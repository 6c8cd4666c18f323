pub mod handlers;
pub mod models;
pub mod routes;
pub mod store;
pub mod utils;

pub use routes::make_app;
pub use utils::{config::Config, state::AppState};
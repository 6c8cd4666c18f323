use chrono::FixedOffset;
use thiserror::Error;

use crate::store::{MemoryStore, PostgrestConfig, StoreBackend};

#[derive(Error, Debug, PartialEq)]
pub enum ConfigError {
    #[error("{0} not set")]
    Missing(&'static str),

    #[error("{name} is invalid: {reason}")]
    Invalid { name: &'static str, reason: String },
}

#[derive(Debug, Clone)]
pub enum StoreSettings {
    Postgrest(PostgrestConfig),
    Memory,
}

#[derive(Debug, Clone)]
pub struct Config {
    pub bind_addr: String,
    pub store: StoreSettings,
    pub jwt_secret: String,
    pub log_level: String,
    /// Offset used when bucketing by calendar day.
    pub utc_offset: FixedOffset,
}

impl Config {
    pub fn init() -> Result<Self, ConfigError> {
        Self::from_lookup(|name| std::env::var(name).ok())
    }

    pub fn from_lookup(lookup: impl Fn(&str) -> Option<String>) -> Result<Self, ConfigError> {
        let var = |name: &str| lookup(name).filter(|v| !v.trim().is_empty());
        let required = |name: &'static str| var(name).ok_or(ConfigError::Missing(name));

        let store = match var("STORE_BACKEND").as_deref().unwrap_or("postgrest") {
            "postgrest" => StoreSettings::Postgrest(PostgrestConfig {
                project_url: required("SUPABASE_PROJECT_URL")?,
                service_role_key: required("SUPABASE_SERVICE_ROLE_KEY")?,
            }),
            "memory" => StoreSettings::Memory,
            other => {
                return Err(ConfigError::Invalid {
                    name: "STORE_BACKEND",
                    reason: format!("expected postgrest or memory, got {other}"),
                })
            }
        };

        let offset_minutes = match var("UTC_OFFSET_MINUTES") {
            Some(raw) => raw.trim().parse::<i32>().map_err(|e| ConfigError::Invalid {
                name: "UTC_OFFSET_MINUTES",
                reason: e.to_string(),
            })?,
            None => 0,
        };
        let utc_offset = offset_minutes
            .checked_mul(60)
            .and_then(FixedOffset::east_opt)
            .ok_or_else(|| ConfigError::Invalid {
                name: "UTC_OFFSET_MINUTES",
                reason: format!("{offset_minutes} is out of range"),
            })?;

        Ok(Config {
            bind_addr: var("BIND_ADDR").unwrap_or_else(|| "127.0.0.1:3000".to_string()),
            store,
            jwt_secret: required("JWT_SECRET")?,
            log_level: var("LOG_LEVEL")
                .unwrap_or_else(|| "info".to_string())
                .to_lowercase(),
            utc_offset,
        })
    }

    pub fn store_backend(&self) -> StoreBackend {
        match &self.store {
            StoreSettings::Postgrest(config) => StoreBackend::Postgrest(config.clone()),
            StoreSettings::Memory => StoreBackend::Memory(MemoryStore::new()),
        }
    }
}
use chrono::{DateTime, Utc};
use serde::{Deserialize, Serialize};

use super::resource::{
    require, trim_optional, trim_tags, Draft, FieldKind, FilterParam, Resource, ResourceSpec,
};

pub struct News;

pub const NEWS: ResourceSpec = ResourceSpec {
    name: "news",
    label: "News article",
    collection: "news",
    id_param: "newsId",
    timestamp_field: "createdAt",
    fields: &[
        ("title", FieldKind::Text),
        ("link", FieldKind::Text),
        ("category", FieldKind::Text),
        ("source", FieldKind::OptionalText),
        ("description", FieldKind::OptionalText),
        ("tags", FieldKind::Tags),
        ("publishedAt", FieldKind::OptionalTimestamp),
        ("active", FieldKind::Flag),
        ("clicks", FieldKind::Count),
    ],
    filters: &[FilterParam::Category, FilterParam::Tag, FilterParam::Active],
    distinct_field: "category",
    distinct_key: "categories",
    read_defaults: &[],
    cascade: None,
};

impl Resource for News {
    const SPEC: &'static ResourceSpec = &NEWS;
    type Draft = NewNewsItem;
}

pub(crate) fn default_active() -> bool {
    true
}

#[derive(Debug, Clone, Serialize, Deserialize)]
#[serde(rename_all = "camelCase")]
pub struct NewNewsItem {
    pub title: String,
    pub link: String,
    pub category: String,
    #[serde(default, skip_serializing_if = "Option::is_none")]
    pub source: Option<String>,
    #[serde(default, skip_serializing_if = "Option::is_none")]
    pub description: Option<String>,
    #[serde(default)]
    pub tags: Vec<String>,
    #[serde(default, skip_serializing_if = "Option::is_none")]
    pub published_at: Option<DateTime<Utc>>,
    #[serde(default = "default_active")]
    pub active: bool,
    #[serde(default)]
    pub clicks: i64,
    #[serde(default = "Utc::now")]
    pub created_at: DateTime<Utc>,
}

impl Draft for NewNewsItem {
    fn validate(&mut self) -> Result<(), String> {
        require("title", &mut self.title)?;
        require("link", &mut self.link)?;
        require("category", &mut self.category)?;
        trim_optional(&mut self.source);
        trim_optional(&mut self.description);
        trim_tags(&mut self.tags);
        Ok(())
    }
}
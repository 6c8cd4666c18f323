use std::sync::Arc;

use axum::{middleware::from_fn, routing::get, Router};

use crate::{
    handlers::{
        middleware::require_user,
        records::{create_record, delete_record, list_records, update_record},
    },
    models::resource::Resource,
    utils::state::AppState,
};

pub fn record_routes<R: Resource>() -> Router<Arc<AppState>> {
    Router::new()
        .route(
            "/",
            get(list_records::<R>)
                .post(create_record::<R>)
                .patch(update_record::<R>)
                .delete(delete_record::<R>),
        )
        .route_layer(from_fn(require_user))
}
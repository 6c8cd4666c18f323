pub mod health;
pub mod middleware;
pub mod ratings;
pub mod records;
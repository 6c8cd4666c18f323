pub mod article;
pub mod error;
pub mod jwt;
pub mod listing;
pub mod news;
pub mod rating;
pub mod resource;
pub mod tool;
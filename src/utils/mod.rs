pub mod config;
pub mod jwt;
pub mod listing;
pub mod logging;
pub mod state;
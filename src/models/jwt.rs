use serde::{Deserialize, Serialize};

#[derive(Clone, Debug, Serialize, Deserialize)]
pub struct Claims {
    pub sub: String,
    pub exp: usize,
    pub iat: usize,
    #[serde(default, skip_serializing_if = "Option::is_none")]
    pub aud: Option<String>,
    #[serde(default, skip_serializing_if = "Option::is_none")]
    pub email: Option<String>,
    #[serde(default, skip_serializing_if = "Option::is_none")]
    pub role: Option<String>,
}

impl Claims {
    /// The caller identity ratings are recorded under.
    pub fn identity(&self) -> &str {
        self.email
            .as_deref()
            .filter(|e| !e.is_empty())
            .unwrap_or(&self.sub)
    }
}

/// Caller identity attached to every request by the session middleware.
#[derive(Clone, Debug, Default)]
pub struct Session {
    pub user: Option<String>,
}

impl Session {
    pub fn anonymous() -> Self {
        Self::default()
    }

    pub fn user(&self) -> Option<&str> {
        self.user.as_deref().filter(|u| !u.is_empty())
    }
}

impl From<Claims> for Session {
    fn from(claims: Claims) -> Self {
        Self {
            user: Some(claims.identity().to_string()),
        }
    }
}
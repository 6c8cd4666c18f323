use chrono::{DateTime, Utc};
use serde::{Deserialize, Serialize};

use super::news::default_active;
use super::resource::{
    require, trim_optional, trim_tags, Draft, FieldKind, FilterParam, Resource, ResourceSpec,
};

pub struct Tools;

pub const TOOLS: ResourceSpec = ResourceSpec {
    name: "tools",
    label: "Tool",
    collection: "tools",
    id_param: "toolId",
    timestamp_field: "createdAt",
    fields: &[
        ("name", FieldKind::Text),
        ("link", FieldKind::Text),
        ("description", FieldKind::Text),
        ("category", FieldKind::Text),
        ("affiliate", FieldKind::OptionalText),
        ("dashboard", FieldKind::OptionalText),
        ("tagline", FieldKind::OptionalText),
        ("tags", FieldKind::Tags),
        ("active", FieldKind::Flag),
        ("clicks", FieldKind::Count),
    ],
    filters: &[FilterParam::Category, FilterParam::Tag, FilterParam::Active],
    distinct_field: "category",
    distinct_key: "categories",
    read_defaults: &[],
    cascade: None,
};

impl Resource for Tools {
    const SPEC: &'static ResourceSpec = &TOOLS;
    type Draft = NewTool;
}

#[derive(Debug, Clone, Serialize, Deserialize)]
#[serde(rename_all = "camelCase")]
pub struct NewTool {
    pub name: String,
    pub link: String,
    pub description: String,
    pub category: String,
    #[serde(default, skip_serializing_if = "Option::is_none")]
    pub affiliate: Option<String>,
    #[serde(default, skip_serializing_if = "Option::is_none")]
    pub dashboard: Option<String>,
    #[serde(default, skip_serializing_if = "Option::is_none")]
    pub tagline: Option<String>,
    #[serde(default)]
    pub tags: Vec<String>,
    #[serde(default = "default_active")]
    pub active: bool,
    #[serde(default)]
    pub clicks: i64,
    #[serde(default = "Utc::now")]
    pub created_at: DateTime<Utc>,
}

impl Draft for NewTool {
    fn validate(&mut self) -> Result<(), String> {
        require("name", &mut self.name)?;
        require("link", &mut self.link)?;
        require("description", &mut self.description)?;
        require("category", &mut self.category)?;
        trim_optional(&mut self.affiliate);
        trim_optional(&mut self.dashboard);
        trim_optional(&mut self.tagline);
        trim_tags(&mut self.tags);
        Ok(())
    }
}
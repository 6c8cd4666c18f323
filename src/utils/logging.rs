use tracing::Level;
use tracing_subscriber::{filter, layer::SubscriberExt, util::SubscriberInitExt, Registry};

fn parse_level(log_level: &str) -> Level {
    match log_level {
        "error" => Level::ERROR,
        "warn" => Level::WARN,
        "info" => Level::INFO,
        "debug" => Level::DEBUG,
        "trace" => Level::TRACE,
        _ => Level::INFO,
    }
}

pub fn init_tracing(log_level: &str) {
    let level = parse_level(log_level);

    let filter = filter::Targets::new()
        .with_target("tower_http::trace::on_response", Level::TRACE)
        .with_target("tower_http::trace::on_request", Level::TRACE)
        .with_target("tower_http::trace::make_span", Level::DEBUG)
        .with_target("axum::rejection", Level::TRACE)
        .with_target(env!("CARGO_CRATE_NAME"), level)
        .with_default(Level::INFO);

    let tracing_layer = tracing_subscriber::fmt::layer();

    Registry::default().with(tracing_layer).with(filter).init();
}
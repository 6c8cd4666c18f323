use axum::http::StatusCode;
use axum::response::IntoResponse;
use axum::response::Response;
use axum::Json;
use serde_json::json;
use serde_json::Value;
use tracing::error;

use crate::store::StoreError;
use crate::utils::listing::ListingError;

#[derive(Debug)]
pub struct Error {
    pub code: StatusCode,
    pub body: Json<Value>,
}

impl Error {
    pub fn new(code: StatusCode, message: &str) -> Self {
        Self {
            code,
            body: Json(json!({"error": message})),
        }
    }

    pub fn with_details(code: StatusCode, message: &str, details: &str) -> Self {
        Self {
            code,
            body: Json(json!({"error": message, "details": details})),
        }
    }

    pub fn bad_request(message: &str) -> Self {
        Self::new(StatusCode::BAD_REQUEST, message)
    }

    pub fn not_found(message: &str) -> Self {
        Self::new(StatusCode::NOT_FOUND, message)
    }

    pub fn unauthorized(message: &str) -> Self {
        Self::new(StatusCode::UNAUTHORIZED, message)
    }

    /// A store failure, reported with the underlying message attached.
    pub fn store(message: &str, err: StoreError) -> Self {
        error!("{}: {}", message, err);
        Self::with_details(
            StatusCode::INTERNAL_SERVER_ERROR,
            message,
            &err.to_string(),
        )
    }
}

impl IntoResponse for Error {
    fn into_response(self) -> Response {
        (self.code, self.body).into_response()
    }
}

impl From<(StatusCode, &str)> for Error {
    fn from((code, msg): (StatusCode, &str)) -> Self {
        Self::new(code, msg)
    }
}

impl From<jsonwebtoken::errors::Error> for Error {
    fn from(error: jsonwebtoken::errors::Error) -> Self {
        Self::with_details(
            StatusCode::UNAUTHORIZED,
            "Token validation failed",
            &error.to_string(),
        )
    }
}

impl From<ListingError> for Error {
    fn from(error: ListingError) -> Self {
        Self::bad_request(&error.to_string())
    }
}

#####

Problem statement: Once you have checked every line of the material above, return the ones that hold the string "enum".

Task output:
pub enum ConfigError {
pub enum StoreSettings {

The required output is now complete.